Our Mission
The Narrative Medicine Society at UCLA is dedicated to fostering communication, empathy, and inclusivity by providing a platform for physicians to navigate and articulate in a literary manner how patient narratives have productively shaped the treatment plans they develop and implement. In this way, the Narrative Medicine Society at UCLA aims to bridge the gap between the biopsychosocial circumstances that occur concurrently with patient illness and the practices of physicians in their pursuit of clinical and medical beneficence.
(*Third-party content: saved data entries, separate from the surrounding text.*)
//! Input handling for the game screen.
//!
//! Key events are first mapped to UI-agnostic [`GameInput`] values, then
//! dispatched against the session.

use crate::game::{GameSession, Mode, BOARD_SIDE};
use crossterm::event::{KeyCode, KeyEvent, KeyEventKind};

/// Input actions for the game (UI-agnostic).
#[derive(Debug, Clone, Copy, PartialEq, Eq)]
pub enum GameInput {
    Up,
    Down,
    Left,
    Right,
    /// Place a mark at the cursor
    Place,
    /// Place a mark at a specific cell (0-8)
    Cell(usize),
    ToggleMode,
    SetMode(Mode),
    Reset,
    Quit,
    Other,
}

/// Result of handling an input event.
#[derive(Debug, Clone, Copy, PartialEq, Eq)]
pub enum InputResult {
    Continue,
    Quit,
}

/// Board cursor, (row, col).
#[derive(Debug, Clone, Copy, PartialEq, Eq)]
pub struct Cursor {
    pub row: usize,
    pub col: usize,
}

impl Cursor {
    /// Starts on the center cell.
    pub fn new() -> Self {
        Self { row: 1, col: 1 }
    }

    pub fn index(&self) -> usize {
        self.row * BOARD_SIDE + self.col
    }

    pub fn move_by(&mut self, d_row: i32, d_col: i32) {
        let max = BOARD_SIDE as i32 - 1;
        self.row = (self.row as i32 + d_row).clamp(0, max) as usize;
        self.col = (self.col as i32 + d_col).clamp(0, max) as usize;
    }
}

impl Default for Cursor {
    fn default() -> Self {
        Self::new()
    }
}

/// Map a terminal key event to a game input.
pub fn map_key(key: KeyEvent) -> GameInput {
    if key.kind != KeyEventKind::Press {
        return GameInput::Other;
    }
    match key.code {
        KeyCode::Up | KeyCode::Char('k') => GameInput::Up,
        KeyCode::Down | KeyCode::Char('j') => GameInput::Down,
        KeyCode::Left | KeyCode::Char('h') => GameInput::Left,
        KeyCode::Right | KeyCode::Char('l') => GameInput::Right,
        KeyCode::Enter | KeyCode::Char(' ') => GameInput::Place,
        KeyCode::Char(c @ '1'..='9') => GameInput::Cell(c as usize - '1' as usize),
        KeyCode::Char('m') | KeyCode::Char('M') | KeyCode::Tab => GameInput::ToggleMode,
        KeyCode::Char('s') | KeyCode::Char('S') => GameInput::SetMode(Mode::SinglePlayer),
        KeyCode::Char('t') | KeyCode::Char('T') => GameInput::SetMode(Mode::TwoPlayer),
        KeyCode::Char('r') | KeyCode::Char('R') => GameInput::Reset,
        KeyCode::Char('q') | KeyCode::Char('Q') | KeyCode::Esc => GameInput::Quit,
        _ => GameInput::Other,
    }
}

/// Apply one input to the session and cursor.
pub fn process_input(
    session: &mut GameSession,
    cursor: &mut Cursor,
    input: GameInput,
) -> InputResult {
    match input {
        GameInput::Up => cursor.move_by(-1, 0),
        GameInput::Down => cursor.move_by(1, 0),
        GameInput::Left => cursor.move_by(0, -1),
        GameInput::Right => cursor.move_by(0, 1),
        GameInput::Place => {
            session.select_cell(cursor.index());
        }
        GameInput::Cell(index) => {
            cursor.row = index / BOARD_SIDE;
            cursor.col = index % BOARD_SIDE;
            session.select_cell(index);
        }
        GameInput::ToggleMode => session.set_mode(session.mode().toggled()),
        GameInput::SetMode(mode) => session.set_mode(mode),
        GameInput::Reset => session.reset(),
        GameInput::Quit => return InputResult::Quit,
        GameInput::Other => {}
    }
    InputResult::Continue
}
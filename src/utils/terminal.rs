//! Terminal mode switching with guaranteed restore.

use crossterm::cursor::Show;
use crossterm::terminal::{disable_raw_mode, LeaveAlternateScreen};
use crossterm::ExecutableCommand;
use std::io;
use tracing::warn;

/// Leave the alternate screen, drop raw mode and show the cursor.
pub fn restore_terminal() -> io::Result<()> {
    disable_raw_mode()?;
    let mut stdout = io::stdout();
    stdout.execute(LeaveAlternateScreen)?;
    stdout.execute(Show)?;
    Ok(())
}

/// Runs a restore action exactly once: on [`RestoreGuard::restore`], or on
/// drop if setup bailed out early with `?`.
pub struct RestoreGuard<F: FnOnce() -> io::Result<()>> {
    restore: Option<F>,
}

impl<F: FnOnce() -> io::Result<()>> RestoreGuard<F> {
    pub fn new(restore: F) -> Self {
        Self {
            restore: Some(restore),
        }
    }

    /// Restore now and report any error.
    pub fn restore(mut self) -> io::Result<()> {
        match self.restore.take() {
            Some(restore) => restore(),
            None => Ok(()),
        }
    }
}

impl<F: FnOnce() -> io::Result<()>> Drop for RestoreGuard<F> {
    fn drop(&mut self) {
        if let Some(restore) = self.restore.take() {
            if let Err(e) = restore() {
                warn!(error = %e, "failed to restore terminal");
            }
        }
    }
}
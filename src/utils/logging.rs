//! File-backed tracing setup.
//!
//! Logs go to ~/.tictactoe/tictactoe.log so they never draw over the TUI.

use super::persistence::data_path;
use crate::core::constants::LOG_FILE_NAME;
use std::io;
use std::path::Path;
use std::sync::Arc;
use tracing_subscriber::EnvFilter;

/// Install the global subscriber. `RUST_LOG` wins over `default_filter`.
pub fn init_logging(default_filter: &str) -> io::Result<()> {
    init_logging_to(&data_path(LOG_FILE_NAME)?, default_filter)
}

/// Same as [`init_logging`] with an explicit log file, truncated on start.
///
/// A subscriber installed earlier (e.g. by a test harness) is left alone.
pub fn init_logging_to(path: &Path, default_filter: &str) -> io::Result<()> {
    let log_file = std::fs::File::create(path)?;
    let filter = EnvFilter::try_from_default_env()
        .or_else(|_| EnvFilter::try_new(default_filter))
        .unwrap_or_else(|_| EnvFilter::new("info"));

    let _ = tracing_subscriber::fmt()
        .with_env_filter(filter)
        .with_writer(Arc::new(log_file))
        .with_ansi(false)
        .try_init();
    Ok(())
}
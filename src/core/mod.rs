//! Timing constants and the per-tick driver.

pub mod constants;
pub mod tick;

pub use constants::*;
pub use tick::{game_tick, TickClock, TickEvent, TickResult};
use crossterm::event::{self, Event};
use crossterm::terminal::{enable_raw_mode, EnterAlternateScreen};
use crossterm::ExecutableCommand;
use rand::rngs::StdRng;
use rand::SeedableRng;
use ratatui::{backend::Backend, backend::CrosstermBackend, Terminal};
use std::io;
use std::time::{Duration, Instant};
use tictactoe::build_info;
use tictactoe::core::{
    game_tick, TickClock, TickEvent, TickResult, INPUT_POLL_MS, TICK_INTERVAL_MS,
};
use tictactoe::draw_ui;
use tictactoe::input::{map_key, process_input, Cursor, InputResult};
use tictactoe::utils::{init_logging, restore_terminal, Config, RestoreGuard};
use tictactoe::{GameSession, Mode};
use tracing::{debug, info, warn};

/// Command-line options. Flags override ~/.tictactoe/config.json.
struct Options {
    mode: Option<Mode>,
    seed: Option<u64>,
}

fn print_help() {
    println!("Tic Tac Toe - terminal game with a random computer opponent\n");
    println!("Usage: tictactoe [options] [command]\n");
    println!("Commands:");
    println!("  init-config          Write the default config to ~/.tictactoe/config.json");
    println!("\nOptions:");
    println!("  --mode <single|multi>  Start in single-player or two-player mode");
    println!("  --seed <N>             Seed the computer opponent's random choices");
    println!("  --version              Show version information");
    println!("  --help                 Show this help message");
}

fn exit_with_usage_error(message: &str) -> ! {
    eprintln!("{}", message);
    eprintln!("Run 'tictactoe --help' for usage.");
    std::process::exit(1);
}

fn parse_args(args: &[String]) -> io::Result<Options> {
    let mut options = Options {
        mode: None,
        seed: None,
    };

    let mut iter = args.iter().skip(1);
    while let Some(arg) = iter.next() {
        match arg.as_str() {
            "init-config" => {
                let path = Config::path()?;
                Config::default().save_to(&path)?;
                println!("Wrote default config to {}", path.display());
                std::process::exit(0);
            }
            "--version" | "-v" => {
                println!("{}", build_info::version_string());
                std::process::exit(0);
            }
            "--help" | "-h" => {
                print_help();
                std::process::exit(0);
            }
            "--mode" => {
                let value = iter
                    .next()
                    .unwrap_or_else(|| exit_with_usage_error("--mode needs a value"));
                match value.parse::<Mode>() {
                    Ok(mode) => options.mode = Some(mode),
                    Err(e) => exit_with_usage_error(&e),
                }
            }
            "--seed" => {
                let value = iter
                    .next()
                    .unwrap_or_else(|| exit_with_usage_error("--seed needs a value"));
                match value.parse::<u64>() {
                    Ok(seed) => options.seed = Some(seed),
                    Err(_) => exit_with_usage_error(&format!("Invalid seed: {}", value)),
                }
            }
            other => exit_with_usage_error(&format!("Unknown argument: {}", other)),
        }
    }

    Ok(options)
}

fn main() -> io::Result<()> {
    let args: Vec<String> = std::env::args().collect();
    let options = parse_args(&args)?;

    let loaded = Config::try_load();
    let config = loaded.as_ref().cloned().unwrap_or_default();
    if let Err(e) = init_logging(&config.log_filter) {
        eprintln!("Warning: logging disabled: {}", e);
    }
    if let Err(e) = &loaded {
        warn!(error = %e, "config unreadable, using defaults");
    }

    let mode = options.mode.unwrap_or(config.default_mode);
    let mut rng = match options.seed {
        Some(seed) => StdRng::seed_from_u64(seed),
        None => StdRng::from_entropy(),
    };
    let mut session = GameSession::new(mode);
    info!(%mode, seed = ?options.seed, "starting tictactoe");

    // Setup terminal; the guard restores it if any later step fails
    enable_raw_mode()?;
    let guard = RestoreGuard::new(restore_terminal);
    let mut stdout = io::stdout();
    stdout.execute(EnterAlternateScreen)?;
    let backend = CrosstermBackend::new(stdout);
    let mut terminal = Terminal::new(backend)?;

    let result = run_game(&mut terminal, &mut session, &mut rng);
    guard.restore()?;

    if let Err(e) = &result {
        warn!(error = %e, "game loop exited with error");
    }
    info!(wins_recorded = session.history().len(), "exiting");
    result
}

/// Main loop: draw, poll input, tick the session.
fn run_game<B: Backend>(
    terminal: &mut Terminal<B>,
    session: &mut GameSession,
    rng: &mut StdRng,
) -> io::Result<()> {
    let mut cursor = Cursor::new();
    let mut clock = TickClock::new(Instant::now(), Duration::from_millis(TICK_INTERVAL_MS));

    loop {
        terminal.draw(|frame| draw_ui(frame, session, &cursor))?;

        if event::poll(Duration::from_millis(INPUT_POLL_MS))? {
            if let Event::Key(key_event) = event::read()? {
                // Hand over time up to the key press before the input can
                // schedule a computer move
                let elapsed = clock.settle(Instant::now());
                log_tick(&game_tick(session, elapsed, rng));

                let input = map_key(key_event);
                if process_input(session, &mut cursor, input) == InputResult::Quit {
                    break;
                }
            }
        }

        if let Some(elapsed) = clock.due(Instant::now()) {
            log_tick(&game_tick(session, elapsed, rng));
        }
    }

    Ok(())
}

fn log_tick(result: &TickResult) {
    for event in &result.events {
        match event {
            TickEvent::ComputerMoved { index, mark } => {
                debug!(index, %mark, "computer moved");
            }
            TickEvent::StaleMoveDiscarded => debug!("stale computer move dropped"),
            TickEvent::GameWon(mark) => info!(%mark, "computer game won"),
            TickEvent::GameDrawn => info!("computer game drawn"),
        }
    }
}
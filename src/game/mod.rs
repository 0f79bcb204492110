//! Tic-Tac-Toe rules, computer opponent, and win history.

pub mod computer;
pub mod history;
pub mod logic;
pub mod schedule;
pub mod session;
pub mod types;

pub use computer::{available_moves, choose_move};
pub use history::{HistoryEntry, HistoryLedger, MAX_HISTORY_LENGTH};
pub use logic::{apply_move, evaluate, winning_line, WIN_TRIPLES};
pub use schedule::{MoveTimer, ScheduledMove};
pub use session::{ComputerTurn, GameSession, DEFAULT_TITLE, DRAW_TITLE};
pub use types::*;
//! Computer opponent: picks uniformly among the empty cells.

use super::BoardState;
use rand::seq::SliceRandom;
use rand::Rng;

/// Indices of empty cells in ascending order.
pub fn available_moves(board: &BoardState) -> Vec<usize> {
    board
        .cells
        .iter()
        .enumerate()
        .filter(|(_, cell)| cell.is_empty())
        .map(|(i, _)| i)
        .collect()
}

/// Choose a move uniformly at random. `None` if the board is full.
pub fn choose_move<R: Rng + ?Sized>(board: &BoardState, rng: &mut R) -> Option<usize> {
    available_moves(board).choose(rng).copied()
}

#[cfg(test)]
mod tests {
    use super::*;
    use crate::game::logic::apply_move;
    use rand::rngs::mock::StepRng;
    use rand::SeedableRng;
    use rand_chacha::ChaCha8Rng;

    #[test]
    fn test_available_moves_empty_board() {
        assert_eq!(available_moves(&BoardState::new()), (0..9).collect::<Vec<_>>());
    }

    #[test]
    fn test_available_moves_skips_occupied() {
        let mut board = BoardState::new();
        apply_move(&mut board, 0);
        apply_move(&mut board, 4);
        assert_eq!(available_moves(&board), vec![1, 2, 3, 5, 6, 7, 8]);
    }

    #[test]
    fn test_choose_move_full_board_is_none() {
        let mut board = BoardState::new();
        for i in [0, 1, 2, 4, 3, 5, 7, 6, 8] {
            apply_move(&mut board, i);
        }
        let mut rng = ChaCha8Rng::seed_from_u64(7);
        assert_eq!(choose_move(&board, &mut rng), None);
    }

    #[test]
    fn test_choose_move_zero_source_picks_first_empty() {
        let mut board = BoardState::new();
        apply_move(&mut board, 0);
        let mut rng = StepRng::new(0, 0);
        assert_eq!(choose_move(&board, &mut rng), Some(1));
    }

    #[test]
    fn test_choose_move_never_picks_occupied() {
        let mut board = BoardState::new();
        for i in [0, 4, 8] {
            apply_move(&mut board, i);
        }
        let mut rng = ChaCha8Rng::seed_from_u64(12345);
        for _ in 0..200 {
            let pick = choose_move(&board, &mut rng).unwrap();
            assert!(board.cells[pick].is_empty());
        }
    }
}
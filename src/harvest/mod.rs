//! # Catalog Harvest Module
//!
//! This module scrapes the catalog site and reconciles its two views of every
//! character into unified records. It is the first stage of the pipeline;
//! its output is handed to [`crate::ingest`].
//!
//! ## Key Components
//!
//! - `build_index`: walks the compact list pages into a [`ListIndex`]
//! - `harvest_players`: walks the detail pages and joins them against the index
//! - `harvest_special_moves`: walks the four special-move listings
//! - `HarvestConfig`: pagination, politeness and endpoint settings
//!
//! Pagination is strictly sequential: every loop's stop condition depends on
//! the page before it.

mod config;
mod error;
mod list_index;
mod pagination;
mod players;
pub mod snapshot;
mod special_moves;

pub use config::{
    DEFAULT_BASE_URL, DETAIL_USER_AGENT, HarvestConfig, HarvestConfigBuilder, MoveNumbering,
};
pub use error::HarvestError;
pub use list_index::{ListIndex, ListRowSkip, build_index, build_index_with, parse_list_page};
pub use pagination::{EmptyPageStreak, PageOutcome};
pub use players::{
    DetailRowSkip, PlayerHarvest, UnresolvedRow, harvest_players, parse_detail_page,
};
pub use special_moves::{
    MoveDraft, MoveRowSkip, SequenceCounter, harvest_special_moves, parse_move_page,
    special_move_id,
};

use std::collections::BTreeMap;
use std::fmt;
use std::str::FromStr;

use serde::{Deserialize, Serialize};
use thiserror::Error;

/// Names the site shows for characters and moves that are not released yet.
pub const PLACEHOLDER_NAMES: [&str; 2] = ["？？？", "???"];

/// Whether `name` can never identify a real record.
pub fn is_placeholder_name(name: &str) -> bool {
    name.is_empty() || PLACEHOLDER_NAMES.contains(&name)
}

/// Auxiliary attributes of one character, sourced from the list pages only.
#[derive(Debug, Clone, Default, PartialEq, Eq, Serialize, Deserialize)]
pub struct ListIndexEntry {
    /// Public identifier taken from the name link; may be empty
    pub display_id: String,

    /// Kana reading of the name
    pub kana_reading: String,

    /// Catalog number from the "No" column
    pub sequence_number: Option<i64>,

    /// Category tags in page order
    pub category_tags: Vec<String>,

    /// Team affiliations in page order
    pub affiliation_tags: Vec<String>,
}

/// Player position.
#[derive(Debug, Clone, Copy, PartialEq, Eq, Serialize, Deserialize)]
pub enum Position {
    FW,
    MF,
    DF,
    GK,
}

impl FromStr for Position {
    type Err = UnknownValue;

    fn from_str(s: &str) -> Result<Self, Self::Err> {
        match s {
            "FW" => Ok(Self::FW),
            "MF" => Ok(Self::MF),
            "DF" => Ok(Self::DF),
            "GK" => Ok(Self::GK),
            other => Err(UnknownValue(other.to_string())),
        }
    }
}

/// Player element, serialized as the glyph the site and the datastore use.
#[derive(Debug, Clone, Copy, PartialEq, Eq, Serialize, Deserialize)]
pub enum Element {
    #[serde(rename = "風")]
    Wind,
    #[serde(rename = "林")]
    Forest,
    #[serde(rename = "火")]
    Fire,
    #[serde(rename = "山")]
    Mountain,
}

impl FromStr for Element {
    type Err = UnknownValue;

    fn from_str(s: &str) -> Result<Self, Self::Err> {
        match s {
            "風" => Ok(Self::Wind),
            "林" => Ok(Self::Forest),
            "火" => Ok(Self::Fire),
            "山" => Ok(Self::Mountain),
            other => Err(UnknownValue(other.to_string())),
        }
    }
}

/// A value outside one of the fixed vocabularies.
#[derive(Debug, Clone, PartialEq, Eq, Error)]
#[error("unknown value '{0}'")]
pub struct UnknownValue(pub String);

/// Special-move category.
#[derive(Debug, Clone, Copy, PartialEq, Eq, PartialOrd, Ord, Hash, Serialize, Deserialize)]
#[serde(rename_all = "lowercase")]
pub enum SpecialMoveCategory {
    Shoot,
    Offense,
    Defense,
    Keeper,
}

impl SpecialMoveCategory {
    pub fn as_str(&self) -> &'static str {
        match self {
            Self::Shoot => "shoot",
            Self::Offense => "offense",
            Self::Defense => "defense",
            Self::Keeper => "keeper",
        }
    }
}

impl fmt::Display for SpecialMoveCategory {
    fn fmt(&self, f: &mut fmt::Formatter<'_>) -> fmt::Result {
        f.write_str(self.as_str())
    }
}

/// A character reconciled from its detail row and list-index entry.
#[derive(Debug, Clone, PartialEq, Serialize, Deserialize)]
pub struct PlayerRecord {
    /// Stable identifier
    pub id: String,

    /// Join key the record was resolved through
    pub join_key: String,

    pub sequence_number: Option<i64>,
    pub name: String,
    pub kana_reading: String,
    pub nickname: String,
    pub appeared_works: String,
    pub description: String,
    pub image_url: String,
    pub detail_page_url: String,

    pub position: Option<Position>,
    pub element: Option<Element>,
    pub kick: Option<i32>,
    pub control: Option<i32>,
    pub technique: Option<i32>,
    pub pressure: Option<i32>,
    pub physical: Option<i32>,
    pub agility: Option<i32>,
    pub intelligence: Option<i32>,

    pub age_group: String,
    pub grade: String,
    pub gender: String,
    pub category_tags: Vec<String>,
    pub affiliation_tags: Vec<String>,
}

/// A special move from one of the category listings.
#[derive(Debug, Clone, PartialEq, Eq, Serialize, Deserialize)]
pub struct SpecialMoveRecord {
    /// SHA-256 of `name|<data-movie attribute as written>`
    pub id: String,
    pub sequence_number: u32,
    pub name: String,
    pub description: String,
    pub media_url: String,
    pub category: SpecialMoveCategory,
}

/// Per-reason skip tally for one harvest.
#[derive(Debug, Clone, Default, PartialEq, Eq)]
pub struct SkipCounts {
    counts: BTreeMap<&'static str, usize>,
}

impl SkipCounts {
    pub fn record(&mut self, reason: &'static str) {
        *self.counts.entry(reason).or_default() += 1;
    }

    pub fn get(&self, reason: &str) -> usize {
        self.counts.get(reason).copied().unwrap_or(0)
    }

    pub fn total(&self) -> usize {
        self.counts.values().sum()
    }
}

impl fmt::Display for SkipCounts {
    fn fmt(&self, f: &mut fmt::Formatter<'_>) -> fmt::Result {
        let parts: Vec<String> = self
            .counts
            .iter()
            .map(|(reason, count)| format!("{reason}={count}"))
            .collect();
        f.write_str(&parts.join(" "))
    }
}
What is Narrative Medicine?
Narrative medicine is an international discipline at the intersection of humanities, the arts, clinical practice, and health care justice with conceptual foundations in narratology, phenomenology, and liberatory social theory. Arising at Columbia University in 2001, Narrative Medicine has developed principles and practices that equip clinicians to better comprehend their patients’ experiences and perspectives so as to deliver equitable and effective health care. Narrative medicine also engages with writers, artists, scholars, activists, and human services professionals of all kinds to improve health care from the perspectives of patients and providers.

Purpose
The purpose of Narrative Medicine is to bring to light the importance of patient narratives so as to elevate patient care beyond accurate diagnoses, and advance the practice of medicine to one that also considers the personal, relational, and psychological perceptions that occur with illness. Also, Narrative Medicine aims to promote unheard voices and reestablish the primacy of narrative as one of the many cores of medicine.